Among the many neglected English works of this century due for re-evaluation, high on most music lovers' list must come the Piano Concerto by Alan Bush. Not only is the work unavailable on CD, like all Bush's major orchestral works, including the four Symphonies, but it is apparently unrecorded (if any BMS members know of a recording, do please write to the Editor!)

The Piano Concerto is Bush's opus 18. It was completed on December 22nd 1937 and thus predates his First Symphony by over two and a half years. It is scored for a large orchestra: three flutes (the first doubling piccolo), two oboes, cor anglais, E flat clarinet, two B flat clarinets, two bassoons, double bassoon, four horns, three trumpets, two tenor trombones, bass trombone, bass tuba, timpani percussion (triangle, side drum, cymbals, bass drum, tambourine and gong) and strings with solo piano in all four movements and solo baritone and male voice chorus in the last movement only. Cast in four substantial movements, the work is on a massive scale and lasts about 57 minutes in performance, of which it has received disappointingly few. John Amis recalled in a special "Mining the Archive" marking the death of Alan Bush (broadcast on Radio 3 on 22/12/95) that at the world premiere performance in March 1938, when the composer played the work with the BBC Symphony Orchestra under Sir Adrian Boult, the conductor was so disturbed by what he regarded as the frankly "Left Wing" sentiments of Randall Swingler's text in the last movement that, after the work had finished, occasioning an enthusiastic reponse, he insisted the orchestra played "God Save the Queen", cutting the applause short! Michael Tippett, also present at this premiere, described it as a "remarkable occasion".

The first movement is marked "Con moto moderato ma deciso" and begins with the moto perpetuo idea which constitutes the first subject introduced by the piano at the outset, accompanied by pizzicato chords from the strings. This theme is then taken up by the upper strings.
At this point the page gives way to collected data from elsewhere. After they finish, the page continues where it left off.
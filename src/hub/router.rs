//! Command routing and reply fan-out
//!
//! Commands: commander line -> authorization gate -> actor (or vocabulary
//! word). Replies: actor line -> keyword cache -> every commander's taster.
//! Every routing failure is answered with a terminal fail reply; nothing is
//! ever dropped silently.

use crate::auth::{Access, AuthPhase, DenyReason, LoginOutcome};
use crate::codec::{ascii, CommandLine, ReplyLine};
use crate::msg::{keys_from, Command, KeyValue, KeyValues, Reply, ReplyFlag, RoutingKey};
use crate::taster::Taster;
use crate::vocab::keys::cache_source;

use super::event::HubEvent;
use super::state::{ActorConn, CommanderConn, ConnRef, HUB_IDENTITY, HUB_SOURCE};
use super::Hub;
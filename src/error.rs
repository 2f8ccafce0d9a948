//! Error types
//!
//! Each subsystem has its own error enum; `Error` is the top-level type the
//! public API surfaces. Protocol-level problems are deliberately *not* errors:
//! malformed wire input degrades to raw-text keys and warn replies (see the
//! codec module) so a bad line can never take a connection down with it.

use std::io;

/// Top-level error type
#[derive(Debug)]
pub enum Error {
    /// I/O failure on a socket or scratch file
    Io(io::Error),
    /// Codec failure that cannot be degraded locally
    Codec(CodecError),
    /// Registry failure (duplicate names, unknown connections)
    Registry(RegistryError),
    /// Configuration file failure
    Config(ConfigError),
    /// Client-side call failure
    Client(ClientError),
}

/// Convenience result alias
pub type Result<T> = std::result::Result<T, Error>;

/// Codec errors that force a connection teardown
///
/// Almost everything the codecs see is recovered in place; only framing
/// damage that makes resynchronization impossible lands here.
#[derive(Debug)]
pub enum CodecError {
    /// Binary frame advertises a length beyond the configured maximum
    FrameTooLarge(usize),
    /// Binary frame advertises a length smaller than its own fixed fields
    FrameTooShort(usize),
    /// Binary frame carries an unknown message tag
    UnknownTag(u8),
}

/// Registry errors from the hub core
#[derive(Debug, Clone)]
pub enum RegistryError {
    /// An actor with this name is already connected
    DuplicateActor(String),
    /// A commander with this identity is already connected
    DuplicateCommander(String),
    /// No connection with this id is registered
    UnknownConnection(u64),
}

/// Configuration errors
#[derive(Debug)]
pub enum ConfigError {
    /// Config file could not be read
    Io(io::Error),
    /// Config file could not be parsed
    Parse(toml::de::Error),
    /// A listen address or actor address failed to parse
    BadAddress(String),
    /// A safe-command pattern failed to compile
    BadPattern(String, regex::Error),
}

/// Client-side errors
#[derive(Debug)]
pub enum ClientError {
    /// Connection to the hub failed or was lost
    Io(io::Error),
    /// The hub closed the connection while calls were outstanding
    ConnectionClosed,
    /// The hub rejected the login handshake
    LoginRejected(String),
    /// A call did not reach a terminal reply within the deadline
    TimedOut,
}

impl std::fmt::Display for Error {
    fn fmt(&self, f: &mut std::fmt::Formatter<'_>) -> std::fmt::Result {
        match self {
            Error::Io(e) => write!(f, "I/O error: {}", e),
            Error::Codec(e) => write!(f, "codec error: {}", e),
            Error::Registry(e) => write!(f, "registry error: {}", e),
            Error::Config(e) => write!(f, "config error: {}", e),
            Error::Client(e) => write!(f, "client error: {}", e),
        }
    }
}

impl std::fmt::Display for CodecError {
    fn fmt(&self, f: &mut std::fmt::Formatter<'_>) -> std::fmt::Result {
        match self {
            CodecError::FrameTooLarge(len) => write!(f, "frame length {} exceeds maximum", len),
            CodecError::FrameTooShort(len) => write!(f, "frame length {} below minimum", len),
            CodecError::UnknownTag(tag) => write!(f, "unknown frame tag 0x{:02x}", tag),
        }
    }
}

impl std::fmt::Display for RegistryError {
    fn fmt(&self, f: &mut std::fmt::Formatter<'_>) -> std::fmt::Result {
        match self {
            RegistryError::DuplicateActor(name) => {
                write!(f, "actor already connected: {}", name)
            }
            RegistryError::DuplicateCommander(id) => {
                write!(f, "commander already connected: {}", id)
            }
            RegistryError::UnknownConnection(id) => write!(f, "unknown connection id {}", id),
        }
    }
}

impl std::fmt::Display for ConfigError {
    fn fmt(&self, f: &mut std::fmt::Formatter<'_>) -> std::fmt::Result {
        match self {
            ConfigError::Io(e) => write!(f, "cannot read config: {}", e),
            ConfigError::Parse(e) => write!(f, "cannot parse config: {}", e),
            ConfigError::BadAddress(addr) => write!(f, "bad address: {}", addr),
            ConfigError::BadPattern(pat, e) => write!(f, "bad safe pattern {:?}: {}", pat, e),
        }
    }
}

impl std::fmt::Display for ClientError {
    fn fmt(&self, f: &mut std::fmt::Formatter<'_>) -> std::fmt::Result {
        match self {
            ClientError::Io(e) => write!(f, "connection error: {}", e),
            ClientError::ConnectionClosed => write!(f, "connection closed by hub"),
            ClientError::LoginRejected(why) => write!(f, "login rejected: {}", why),
            ClientError::TimedOut => write!(f, "call timed out"),
        }
    }
}

impl std::error::Error for Error {}
impl std::error::Error for CodecError {}
impl std::error::Error for RegistryError {}
impl std::error::Error for ConfigError {}
impl std::error::Error for ClientError {}

impl From<io::Error> for Error {
    fn from(e: io::Error) -> Self {
        Error::Io(e)
    }
}

impl From<CodecError> for Error {
    fn from(e: CodecError) -> Self {
        Error::Codec(e)
    }
}

impl From<RegistryError> for Error {
    fn from(e: RegistryError) -> Self {
        Error::Registry(e)
    }
}

impl From<ConfigError> for Error {
    fn from(e: ConfigError) -> Self {
        Error::Config(e)
    }
}

impl From<ClientError> for Error {
    fn from(e: ClientError) -> Self {
        Error::Client(e)
    }
}

impl From<io::Error> for ClientError {
    fn from(e: io::Error) -> Self {
        ClientError::Io(e)
    }
}
//! Keyword-value cache
//!
//! The hub keeps the latest value of every keyword each source has ever
//! reported, so a commander can ask about an instrument without disturbing
//! it. Sources are independent namespaces created lazily on first write and
//! dropped atomically when the owning actor disconnects; a query after
//! disconnect reports the keys as unmatched rather than serving stale data.

use std::time::SystemTime;

use crate::cimap::Cimap;
use crate::msg::{KeyValue, KeyValues};

/// Latest state of one keyword
#[derive(Debug, Clone)]
pub struct KvEntry {
    /// Last reported value
    pub value: KeyValue,
    /// xid of the reply that reported it
    pub xid: u64,
    /// When it was reported
    pub updated_at: SystemTime,
}

/// Per-source keyword cache
#[derive(Debug, Default)]
pub struct KvStore {
    sources: Cimap<Cimap<KvEntry>>,
}

impl KvStore {
    /// Create an empty store
    pub fn new() -> Self {
        Self::default()
    }

    /// Pre-create a namespace for a source (registration time)
    pub fn add_source(&mut self, source: &str) {
        if !self.sources.contains(source) {
            self.sources.insert(source, Cimap::new());
        }
    }

    /// True if a namespace exists for this source
    pub fn has_source(&self, source: &str) -> bool {
        self.sources.contains(source)
    }

    /// Record every keyword of a reply under `source`
    pub fn set_keys(&mut self, source: &str, keys: &KeyValues, xid: u64) {
        if keys.is_empty() {
            return;
        }
        if !self.sources.contains(source) {
            self.sources.insert(source, Cimap::new());
        }
        // contains() above guarantees the namespace exists
        let namespace = match self.sources.get_mut(source) {
            Some(ns) => ns,
            None => return,
        };
        let now = SystemTime::now();
        for (name, value) in keys.iter() {
            namespace.insert(
                name,
                KvEntry {
                    value: value.clone(),
                    xid,
                    updated_at: now,
                },
            );
        }
    }

    /// Look up keywords by name under `source`.
    ///
    /// Returns the matched entries (originally written key case, insertion
    /// order of the request) and the names that had no cached value.
    pub fn get_keys(
        &self,
        source: &str,
        names: &[String],
    ) -> (Vec<(String, KvEntry)>, Vec<String>) {
        let mut matched = Vec::new();
        let mut unmatched = Vec::new();

        let namespace = self.sources.get(source);
        for name in names {
            match namespace.and_then(|ns| ns.get_entry(name)) {
                Some((orig, entry)) => matched.push((orig.to_string(), entry.clone())),
                None => unmatched.push(name.clone()),
            }
        }
        (matched, unmatched)
    }

    /// Every cached keyword of one source, in first-write order
    pub fn all_keys(&self, source: &str) -> Vec<(String, KvEntry)> {
        self.sources
            .get(source)
            .map(|ns| {
                ns.iter()
                    .map(|(name, entry)| (name.to_string(), entry.clone()))
                    .collect()
            })
            .unwrap_or_default()
    }

    /// Drop an entire source namespace
    pub fn drop_source(&mut self, source: &str) -> bool {
        self.sources.remove(source).is_some()
    }

    /// Names of all live sources, in registration order
    pub fn sources(&self) -> Vec<String> {
        self.sources.names().map(str::to_string).collect()
    }
}

#[cfg(test)]
mod tests {
    use super::*;
    use crate::msg::keys::keys_from;

    fn names(names: &[&str]) -> Vec<String> {
        names.iter().map(|s| s.to_string()).collect()
    }

    #[test]
    fn test_lazy_namespace_creation() {
        let mut store = KvStore::new();
        assert!(!store.has_source("gcam"));

        store.set_keys("gcam", &keys_from([("state", "idle")]), 1);
        assert!(store.has_source("gcam"));
    }

    #[test]
    fn test_reads_are_idempotent() {
        let mut store = KvStore::new();
        store.set_keys("tcc", &keys_from([("Az", "121.3")]), 5);

        let (first, _) = store.get_keys("tcc", &names(&["az"]));
        let (second, _) = store.get_keys("tcc", &names(&["az"]));
        assert_eq!(first[0].0, "Az");
        assert_eq!(
            first[0].1.value.as_scalar(),
            second[0].1.value.as_scalar()
        );
        assert_eq!(first[0].1.xid, 5);
    }

    #[test]
    fn test_unmatched_names_reported() {
        let mut store = KvStore::new();
        store.set_keys("boss", &keys_from([("status", "ok")]), 2);

        let (matched, unmatched) = store.get_keys("boss", &names(&["status", "missing"]));
        assert_eq!(matched.len(), 1);
        assert_eq!(unmatched, vec!["missing"]);
    }

    #[test]
    fn test_drop_source_removes_everything() {
        let mut store = KvStore::new();
        store.set_keys("boss", &keys_from([("status", "ok")]), 2);
        assert!(store.drop_source("boss"));

        let (matched, unmatched) = store.get_keys("boss", &names(&["status"]));
        assert!(matched.is_empty());
        assert_eq!(unmatched, vec!["status"]);
        assert!(!store.drop_source("boss"));
    }

    #[test]
    fn test_latest_value_wins() {
        let mut store = KvStore::new();
        store.set_keys("gcam", &keys_from([("state", "exposing")]), 1);
        store.set_keys("gcam", &keys_from([("State", "reading")]), 2);

        let (matched, _) = store.get_keys("gcam", &names(&["state"]));
        assert_eq!(matched[0].1.value.as_scalar(), Some("reading"));
        assert_eq!(matched[0].1.xid, 2);
    }

    #[test]
    fn test_flag_keys_are_cached_too() {
        let mut store = KvStore::new();
        let mut keys = KeyValues::new();
        keys.insert("guiding", KeyValue::Flag);
        store.set_keys("gcam", &keys, 3);

        let (matched, _) = store.get_keys("gcam", &names(&["guiding"]));
        assert!(matched[0].1.value.is_flag());
    }
}
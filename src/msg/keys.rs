//! Keyword values
//!
//! A keyword either stands alone as a flag, carries one scalar value, or
//! carries a comma-separated list. Values are always strings at this layer;
//! interpretation belongs to whoever reads the keyword.

use crate::cimap::Cimap;

/// Ordered, case-insensitively keyed keyword set of one reply or command
pub type KeyValues = Cimap<KeyValue>;

/// Value of a single keyword
#[derive(Debug, Clone, PartialEq)]
pub enum KeyValue {
    /// Keyword with no `=` part
    Flag,
    /// Keyword with exactly one value
    Scalar(String),
    /// Keyword with two or more comma-separated values
    List(Vec<String>),
}

impl KeyValue {
    /// Build from a parsed value list
    pub fn from_values(mut values: Vec<String>) -> Self {
        match values.len() {
            0 => KeyValue::Flag,
            1 => KeyValue::Scalar(values.remove(0)),
            _ => KeyValue::List(values),
        }
    }

    /// Scalar value, if this is a scalar
    pub fn as_scalar(&self) -> Option<&str> {
        match self {
            KeyValue::Scalar(s) => Some(s),
            _ => None,
        }
    }

    /// All values in order; empty for a flag key
    pub fn values(&self) -> &[String] {
        match self {
            KeyValue::Flag => &[],
            KeyValue::Scalar(s) => std::slice::from_ref(s),
            KeyValue::List(v) => v,
        }
    }

    /// True for a bare flag key
    pub fn is_flag(&self) -> bool {
        matches!(self, KeyValue::Flag)
    }
}

/// Build a `KeyValues` from literal pairs, mostly for replies the hub
/// synthesizes itself.
pub fn keys_from<I, K, V>(pairs: I) -> KeyValues
where
    I: IntoIterator<Item = (K, V)>,
    K: Into<String>,
    V: Into<String>,
{
    let mut keys = KeyValues::new();
    for (k, v) in pairs {
        keys.insert(k, KeyValue::Scalar(v.into()));
    }
    keys
}
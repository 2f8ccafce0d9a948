//! Keyword cache lookup word
//!
//! ```text
//! keys getKeys <actor> <keyword...>
//! keys sources
//! ```
//!
//! Answers come from the hub's cache, not the instrument, so a lookup never
//! disturbs a running actor. Replies are relabeled with source
//! `keys_<actor>` so listeners can tell a cached answer from a live report;
//! the router maps the pseudo-source back to the actor for cache purposes.

use crate::hub::state::HubState;
use crate::msg::{Command, KeyValue, KeyValues, Reply, ReplyFlag};

use super::{name_list, split_verb, PseudoActor, WordError};

/// Prefix of the relabeled reply source
pub const SOURCE_PREFIX: &str = "keys_";

/// The `keys` word
pub struct KeysWord;

impl PseudoActor for KeysWord {
    fn name(&self) -> &'static str {
        "keys"
    }

    fn handle(&self, state: &mut HubState, cmd: &Command) -> Result<Vec<Reply>, WordError> {
        let (verb, rest) = split_verb(&cmd.text);
        match verb.to_ascii_lowercase().as_str() {
            "getkeys" => {
                let mut names = name_list(rest);
                if names.len() < 2 {
                    return Err(WordError::new("usage: keys getKeys <actor> <keyword...>"));
                }
                let actor = names.remove(0);
                Ok(get_keys_replies(state, cmd, &actor, &names))
            }
            "sources" => {
                let mut keys = KeyValues::new();
                keys.insert("sources", KeyValue::from_values(state.kv.sources()));
                Ok(vec![
                    Reply::new(cmd.xid, ReplyFlag::Info, self.name(), keys),
                    Reply::new(cmd.xid, ReplyFlag::Done, self.name(), KeyValues::new()),
                ])
            }
            "" => Err(WordError::new("usage: keys getKeys|sources")),
            other => Err(WordError::new(format!("unknown keys verb {}", other))),
        }
    }
}

fn get_keys_replies(
    state: &HubState,
    cmd: &Command,
    actor: &str,
    names: &[String],
) -> Vec<Reply> {
    let source = format!("{}{}", SOURCE_PREFIX, actor);
    let (matched, unmatched) = state.kv.get_keys(actor, names);
    let mut replies = Vec::new();

    if !matched.is_empty() {
        let mut keys = KeyValues::new();
        for (name, entry) in matched {
            keys.insert(name, entry.value);
        }
        replies.push(Reply::new(cmd.xid, ReplyFlag::Info, source.clone(), keys));
    }

    if unmatched.is_empty() {
        replies.push(Reply::new(
            cmd.xid,
            ReplyFlag::Done,
            source,
            KeyValues::new(),
        ));
    } else {
        let mut keys = KeyValues::new();
        keys.insert("unmatchedKeys", KeyValue::from_values(unmatched));
        replies.push(Reply::new(cmd.xid, ReplyFlag::Warn, source.clone(), keys));
        replies.push(Reply::new(
            cmd.xid,
            ReplyFlag::Done,
            source,
            KeyValues::new(),
        ));
    }
    replies
}

/// Map a `keys_<actor>` pseudo-source back to the actor it answers for.
/// Returns `None` for ordinary sources.
pub fn cache_source(source: &str) -> Option<&str> {
    if source.len() > SOURCE_PREFIX.len()
        && source[..SOURCE_PREFIX.len()].eq_ignore_ascii_case(SOURCE_PREFIX)
    {
        Some(&source[SOURCE_PREFIX.len()..])
    } else {
        None
    }
}

#[cfg(test)]
mod tests {
    use super::*;

    #[test]
    fn test_cache_source_mapping() {
        assert_eq!(cache_source("keys_gcam"), Some("gcam"));
        assert_eq!(cache_source("KEYS_gcam"), Some("gcam"));
        assert_eq!(cache_source("keys_"), None);
        assert_eq!(cache_source("gcam"), None);
        assert_eq!(cache_source("keysgcam"), None);
    }
}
One of the major characteristics of Bush's works of this period (i.e. before the 1950s) is their tightly constructed nature - the initial motifs presented at the outset are subsequently worked out throughout the rest of the piece. Such is the case with Dialectic for String Quartet (1929) and the first movement of the First Symphony of 1940.

Even the more restrained cantabile sections of the first movement of the Piano Concerto which provide the necessary relief from the whirring first subject are clearly derived from the opening material and there is scarcely a page which is not concerned with the working out of the initial theme. The writing for piano is frequently highly virtuosic and reminds us of the composer's gifts as a pianist.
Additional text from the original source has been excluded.